I haven't tested it with Linq2SQL, but it seems to me that you should be able to do this with an expression visitor and compiling the expression to write the value of your parameter into the expression you've supplied (assuming you switch over to using Expression<Func<T, T, bool>>
instead of Func<T, T, bool>
) and creating a wrapper that itself invokes Enumerable.Single
on the result from the GetAll
The visitor (for specifically the example you've given would look like this)
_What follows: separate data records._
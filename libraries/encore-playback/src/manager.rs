//! Playback manager - core orchestration
//!
//! Owns the single audio session and the player snapshot, and executes
//! transport, queue and mode operations.

use crate::{
    config::PlaybackConfig,
    error::{PlaybackError, Result},
    events::{Observers, PlayerEvent},
    history::History,
    queue::Queue,
    sampler::PositionSampler,
    session::{
        AudioSession, SessionBackend, SessionEvent, SessionId, SessionNotifier, SessionRequest,
    },
    shuffle::ShufflePicker,
    types::{PlayerState, RepeatMode, Track},
    volume::Volume,
};
use crossbeam_channel::{unbounded, Receiver, Sender};
use std::time::{Duration, Instant};
use tracing::{debug, info, warn};

/// The live session and the id its events are tagged with
struct ActiveSession {
    id: SessionId,
    handle: Box<dyn AudioSession>,
}

/// Central playback management
///
/// One instance per application, owned by the application root and shared
/// by reference (or `Arc<Mutex<_>>` together with a [`crate::Ticker`]).
/// Guarantees:
/// - At most one audio session is alive; the previous one is unloaded
///   before the next is opened.
/// - Session events from replaced sessions are ignored.
/// - Control calls never fail on misuse; only load failures are errors.
pub struct PlaybackManager {
    // Session
    backend: Box<dyn SessionBackend>,
    session: Option<ActiveSession>,
    next_session_id: u64,
    session_tx: Sender<(SessionId, SessionEvent)>,
    session_rx: Receiver<(SessionId, SessionEvent)>,

    // Snapshot
    current_track: Option<Track>,
    is_playing: bool,
    position: f64,
    duration: f64,

    // Queue and history
    queue: Queue,
    history: History,

    // Settings
    volume: Volume,
    repeat: RepeatMode,
    shuffle: bool,
    picker: ShufflePicker,
    previous_restart_secs: f64,

    sampler: PositionSampler,
    observers: Observers,
}
//! Play history
//!
//! Bounded record of tracks that were replaced by another track, used by
//! `previous` to step back.

use crate::types::Track;
use std::collections::VecDeque;

/// Play history with bounded size
///
/// Most recent entry at the back; the oldest entry is discarded when full.
#[derive(Debug, Clone)]
pub struct History {
    tracks: VecDeque<Track>,
    max_size: usize,
}

impl History {
    /// Create new history with specified maximum size
    pub fn new(max_size: usize) -> Self {
        Self {
            tracks: VecDeque::with_capacity(max_size),
            max_size,
        }
    }

    /// Record a track, discarding the oldest entry if full
    pub fn push(&mut self, track: Track) {
        if self.max_size == 0 {
            return;
        }
        if self.tracks.len() >= self.max_size {
            self.tracks.pop_front();
        }
        self.tracks.push_back(track);
    }

    /// Pop most recent track
    pub fn pop(&mut self) -> Option<Track> {
        self.tracks.pop_back()
    }

    /// All entries, oldest first
    pub fn iter(&self) -> impl Iterator<Item = &Track> {
        self.tracks.iter()
    }

    pub fn len(&self) -> usize {
        self.tracks.len()
    }

    pub fn is_empty(&self) -> bool {
        self.tracks.is_empty()
    }

    pub fn clear(&mut self) {
        self.tracks.clear();
    }
}

impl Default for History {
    fn default() -> Self {
        Self::new(50)
    }
}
public class VariableSubstitutionVisitor : ExpressionVisitor
{
private readonly ParameterExpression _parameter;
private readonly ConstantExpression _constant;
public VariableSubstitutionVisitor(ParameterExpression parameter, ConstantExpression constant)
{
_parameter = parameter;
_constant = constant;
}
protected override Expression VisitParameter(ParameterExpression node)
{
if (node == _parameter)
{
return _constant;
}
return node;
}
}
Now, we'd adjust the GetSingle
method to look like this:
public T GetSingle(IRepository<T> repository, Expression<Func<T, T, bool>> predicate, T entity)
{
//Create a new representation of predicate that will take just one parameter and capture entity
//Get just the body of the supplied expression
var body = predicate.Body;
//Make a new visitor to replace the second parameter with the supplied value
var substitutionVisitor = new VariableSubstitutionVisitor(predicate.Parameters[1], Expression.Constant(entity, typeof(T)));
//Create an expression that represents the predicate with the second parameter replaced with the supplied entity
var visitedBody = substitutionVisitor.Visit(body).Reduce();
//Make the new expression into something that could be a Func<T, bool>
var newBody = Expression.Lambda<Func<T, bool>>(visitedBody, predicate.Parameters[0]);
//Now, create something that will call Enumerable.Single on the result of GetAll from the repository, supplying the new predicate
//Make a place to hold the result of GetAll
var resultsParameter = Expression.Parameter(typeof (IEnumerable<T>));
//Make an expression that calls the Single extension method
var singleExpression = Expression.Call(((Func<IEnumerable<T>, Func<T, bool>, T>)Enumerable.Single).Method, resultsParameter, newBody);
//Make a Func<IEnumerable<T>, T> that return the result of the call of Single on the results of the GetAll method
var compiled = Expression.Lambda<Func<IEnumerable<T>, T>>(singleExpression, resultsParameter).Compile();
//Call GetAll, letting the new method that we've got run the supplied predicate without having to run an Invoke type expression
return compiled(repository.GetAll());
}
The trick, of course, is getting that to perform well.